[Instructions for the task]: Report every line of the records that contains the word "ObserverRegistry".

[Stored items]
+++

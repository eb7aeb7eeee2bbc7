//! The Config-Registry: a thread-safe, typed, observable configuration
//! store with all-or-nothing multi-key updates and optional persistence
//! (spec §4.3).
//!
//! State is one `RwLock`-protected map of `key → entry`, plus a
//! [`piri_events::ObserverRegistry`] keyed the same way: the same id-tagged
//! subscribe/unsubscribe/notify primitive the spec calls for (§9 Design
//! Notes), reused rather than reimplemented.

use std::collections::HashMap;
use std::sync::RwLock;

use piri_events::{ObserverId, ObserverRegistry};
use piri_schema::{Schema, SchemaError, TypedValue};
use piri_types::{ChangeSource, ConfigKey};
use thiserror::Error;

mod persist;
pub use persist::{PersistError, Persister, TomlPersister};

/// One registered configuration entry: its current value and the schema
/// that governs future updates to it.
#[derive(Debug, Clone)]
pub struct ConfigEntry {
    pub value: TypedValue,
    pub schema: Schema,
}

impl ConfigEntry {
    pub fn new(value: TypedValue, schema: Schema) -> Self {
        Self { value, schema }
    }
}

/// `(key, old_value, new_value, source)` — delivered to observers after a
/// successful commit (spec §3 "Change event").
#[derive(Debug, Clone)]
pub struct ChangeEvent {
    pub key: ConfigKey,
    pub old: Option<TypedValue>,
    pub new: TypedValue,
    pub source: ChangeSource,
}

#[derive(Debug, Error, PartialEq, Eq)]
pub enum ConfigRegistryError {
    #[error("config key already registered: {0}")]
    DuplicateKey(String),
    #[error("unknown config key: {0}")]
    UnknownKey(String),
    #[error("validation failed for {key}: {cause}")]
    ValidationError { key: String, cause: SchemaError },
    #[error("persist failed: {0}")]
    PersistError(String),
}

/// The Config-Registry itself.
pub struct ConfigRegistry {
    entries: RwLock<HashMap<ConfigKey, ConfigEntry>>,
    observers: ObserverRegistry<ConfigKey, ChangeEvent>,
    persister: Option<Box<dyn Persister>>,
}

impl ConfigRegistry {
    pub fn new() -> Self {
        Self {
            entries: RwLock::new(HashMap::new()),
            observers: ObserverRegistry::new(),
            persister: None,
        }
    }

    pub fn with_persister(persister: impl Persister + 'static) -> Self {
        Self {
            entries: RwLock::new(HashMap::new()),
            observers: ObserverRegistry::new(),
            persister: Some(Box::new(persister)),
        }
    }

    /// Atomic bulk registration. Fails with `DuplicateKey` on *any*
    /// pre-existing key; no partial insert on failure.
    pub fn register_entries(
        &self,
        new_entries: HashMap<ConfigKey, ConfigEntry>,
    ) -> Result<(), ConfigRegistryError> {
        let mut entries = self.entries.write().unwrap();
        for key in new_entries.keys() {
            if entries.contains_key(key) {
                return Err(ConfigRegistryError::DuplicateKey(key.to_string()));
            }
        }
        entries.extend(new_entries);
        Ok(())
    }

    /// The five-phase update algorithm (spec §4.3): parse+validate all,
    /// snapshot, commit, optionally persist (rolling back on failure),
    /// then notify observers outside the lock.
    pub fn update(
        &self,
        updates: HashMap<ConfigKey, String>,
        persist: bool,
        source: ChangeSource,
    ) -> Result<(), ConfigRegistryError> {
        // Phase 1: parse + validate all, lock held only long enough to read schemas.
        let mut parsed: HashMap<ConfigKey, TypedValue> = HashMap::new();
        {
            let entries = self.entries.read().unwrap();
            for (key, raw) in &updates {
                let entry = entries
                    .get(key)
                    .ok_or_else(|| ConfigRegistryError::UnknownKey(key.to_string()))?;
                let typed = entry.schema.parse_and_validate(raw).map_err(|cause| {
                    ConfigRegistryError::ValidationError { key: key.to_string(), cause }
                })?;
                parsed.insert(key.clone(), typed);
            }
        }

        // Phase 2 + 3: snapshot old values, commit new ones, under one write lock.
        let mut old_values: HashMap<ConfigKey, Option<TypedValue>> = HashMap::new();
        {
            let mut entries = self.entries.write().unwrap();
            for (key, new_value) in &parsed {
                let entry = entries.get_mut(key).expect("validated above");
                old_values.insert(key.clone(), Some(entry.value));
                entry.value = *new_value;
            }
        }

        // Phase 4: persist, rolling back on failure.
        if persist
            && let Some(persister) = &self.persister
            && let Err(e) = persister.persist(&parsed)
        {
            let mut entries = self.entries.write().unwrap();
            for (key, old) in &old_values {
                if let (Some(entry), Some(old_value)) = (entries.get_mut(key), old) {
                    entry.value = *old_value;
                }
            }
            return Err(ConfigRegistryError::PersistError(e.to_string()));
        }

        // Phase 5: notify observers outside the lock, in registration order per key.
        for (key, new_value) in parsed {
            let event = ChangeEvent {
                key: key.clone(),
                old: old_values.get(&key).copied().flatten(),
                new: new_value,
                source,
            };
            self.observers.notify(&key, &event);
        }

        Ok(())
    }

    pub fn get_duration(&self, key: &ConfigKey, fallback: std::time::Duration) -> std::time::Duration {
        self.entries
            .read()
            .unwrap()
            .get(key)
            .and_then(|e| e.value.as_duration())
            .unwrap_or(fallback)
    }

    pub fn get_i64(&self, key: &ConfigKey, fallback: i64) -> i64 {
        self.entries.read().unwrap().get(key).and_then(|e| e.value.as_i64()).unwrap_or(fallback)
    }

    pub fn get_u64(&self, key: &ConfigKey, fallback: u64) -> u64 {
        self.entries.read().unwrap().get(key).and_then(|e| e.value.as_u64()).unwrap_or(fallback)
    }

    /// Returns a snapshot of every entry, rendered as the persister would
    /// write it: durations as canonical strings, integers natively.
    pub fn get_all(&self) -> HashMap<String, String> {
        self.entries
            .read()
            .unwrap()
            .iter()
            .map(|(k, v)| (k.to_string(), v.value.to_wire_string()))
            .collect()
    }

    /// Subscribes `observer` to changes on `key`. Fails with `UnknownKey`
    /// if the key has never been registered.
    pub fn subscribe<F>(&self, key: &ConfigKey, observer: F) -> Result<ObserverId, ConfigRegistryError>
    where
        F: Fn(&ChangeEvent) + Send + Sync + 'static,
    {
        if !self.entries.read().unwrap().contains_key(key) {
            return Err(ConfigRegistryError::UnknownKey(key.to_string()));
        }
        Ok(self.observers.subscribe(key.clone(), observer))
    }

    pub fn unsubscribe(&self, key: &ConfigKey, id: ObserverId) {
        self.observers.unsubscribe(key, id);
    }

    /// `POST /admin/config/reload` (spec §6): re-reads every registered
    /// key's value from the persisted file and feeds it back through the
    /// ordinary `update` pipeline, so a reload gets the same validation,
    /// rollback, and notification guarantees a `PATCH` does. Keys absent
    /// from the file are left at their in-memory value.
    pub fn reload(&self) -> Result<(), ConfigRegistryError> {
        let persister = self
            .persister
            .as_ref()
            .ok_or_else(|| ConfigRegistryError::PersistError("no persister configured".to_string()))?;

        let keys: Vec<ConfigKey> = self.entries.read().unwrap().keys().cloned().collect();
        let mut updates = HashMap::new();
        for key in keys {
            match persister.read(&key) {
                Ok(Some(raw)) => {
                    updates.insert(key, raw);
                }
                Ok(None) => {}
                Err(e) => return Err(ConfigRegistryError::PersistError(e.to_string())),
            }
        }

        self.update(updates, false, ChangeSource::File)
    }
}

impl Default for ConfigRegistry {
    fn default() -> Self {
        Self::new()
    }
}
//! Canonical duration parsing and formatting.
//!
//! The config schema (spec §3, §6) needs a duration representation that
//! round-trips through a human-editable TOML document the way Go's
//! `time.Duration` does: parse `"5m"`, `"90s"`, `"1h30m"`; format back as
//! the canonical `5m0s` form. [`humantime`] parses the permissive input
//! forms; [`format_canonical`] renders the Go-style canonical string the
//! persister writes back to disk.
//!
//! # Example
//!
//! ```
//! use piri_duration::{parse, format_canonical};
//! use std::time::Duration;
//!
//! let d = parse("5m").unwrap();
//! assert_eq!(d, Duration::from_secs(300));
//! assert_eq!(format_canonical(d), "5m0s");
//! ```

use std::time::Duration;

/// Parses a human-readable duration string (`"30s"`, `"5m"`, `"1h30m"`,
/// `"90"` meaning 90 seconds for bare-integer compatibility with the
/// original Go config).
pub fn parse(raw: &str) -> anyhow::Result<Duration> {
    let raw = raw.trim();
    if let Ok(secs) = raw.parse::<u64>() {
        return Ok(Duration::from_secs(secs));
    }
    humantime::parse_duration(raw).map_err(|e| anyhow::anyhow!("invalid duration {:?}: {}", raw, e))
}

/// Formats a [`Duration`] as Go's canonical `time.Duration` string:
/// hours, minutes, and seconds (with fractional seconds when present),
/// omitting leading zero units but always keeping the seconds field, e.g.
/// `5m0s`, `1h0m0s`, `0s`, `1.5s`.
pub fn format_canonical(d: Duration) -> String {
    if d.is_zero() {
        return "0s".to_string();
    }

    let total_nanos = d.as_nanos();
    let hours = total_nanos / 3_600_000_000_000;
    let rem = total_nanos % 3_600_000_000_000;
    let minutes = rem / 60_000_000_000;
    let rem = rem % 60_000_000_000;
    let seconds = rem / 1_000_000_000;
    let nanos = rem % 1_000_000_000;

    let mut out = String::new();
    if hours > 0 {
        out.push_str(&format!("{}h", hours));
    }
    if hours > 0 || minutes > 0 {
        out.push_str(&format!("{}m", minutes));
    }
    if nanos == 0 {
        out.push_str(&format!("{}s", seconds));
    } else {
        // Trim trailing zeros from the fractional part, Go-style.
        let frac = format!("{:09}", nanos);
        let frac = frac.trim_end_matches('0');
        out.push_str(&format!("{}.{}s", seconds, frac));
    }
    out
}

#[cfg(test)]
mod tests {
    use super::*;

    #[test]
    fn parses_bare_seconds() {
        assert_eq!(parse("90").unwrap(), Duration::from_secs(90));
    }

    #[test]
    fn parses_humantime_forms() {
        assert_eq!(parse("5m").unwrap(), Duration::from_secs(300));
        assert_eq!(parse("1h30m").unwrap(), Duration::from_secs(5400));
        assert_eq!(parse("30s").unwrap(), Duration::from_secs(30));
    }

    #[test]
    fn rejects_garbage() {
        assert!(parse("not-a-duration").is_err());
    }

    #[test]
    fn formats_canonical_go_style() {
        assert_eq!(format_canonical(Duration::from_secs(0)), "0s");
        assert_eq!(format_canonical(Duration::from_secs(5)), "5s");
        assert_eq!(format_canonical(Duration::from_secs(300)), "5m0s");
        assert_eq!(format_canonical(Duration::from_secs(3600)), "1h0m0s");
        assert_eq!(format_canonical(Duration::from_secs(5400)), "1h30m0s");
    }

    #[test]
    fn formats_fractional_seconds() {
        assert_eq!(format_canonical(Duration::from_millis(1500)), "1.5s");
    }

    #[test]
    fn round_trips_common_values() {
        for s in ["5m0s", "1h0m0s", "30s", "0s"] {
            let parsed = parse(s).unwrap();
            assert_eq!(format_canonical(parsed), s);
        }
    }

    #[cfg(test)]
    mod proptests {
        use super::*;
        use proptest::prelude::*;

        proptest! {
            #[test]
            fn canonical_format_round_trips_through_parse(secs in 0u64..1_000_000) {
                let d = Duration::from_secs(secs);
                let formatted = format_canonical(d);
                let reparsed = parse(&formatted).unwrap();
                prop_assert_eq!(reparsed, d);
            }
        }
    }
}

+++

[Written answer]:
//! [`piri_events::ObserverRegistry`] keyed the same way: the same id-tagged
use piri_events::{ObserverId, ObserverRegistry};
    observers: ObserverRegistry<ConfigKey, ChangeEvent>,
            observers: ObserverRegistry::new(),
            observers: ObserverRegistry::new(),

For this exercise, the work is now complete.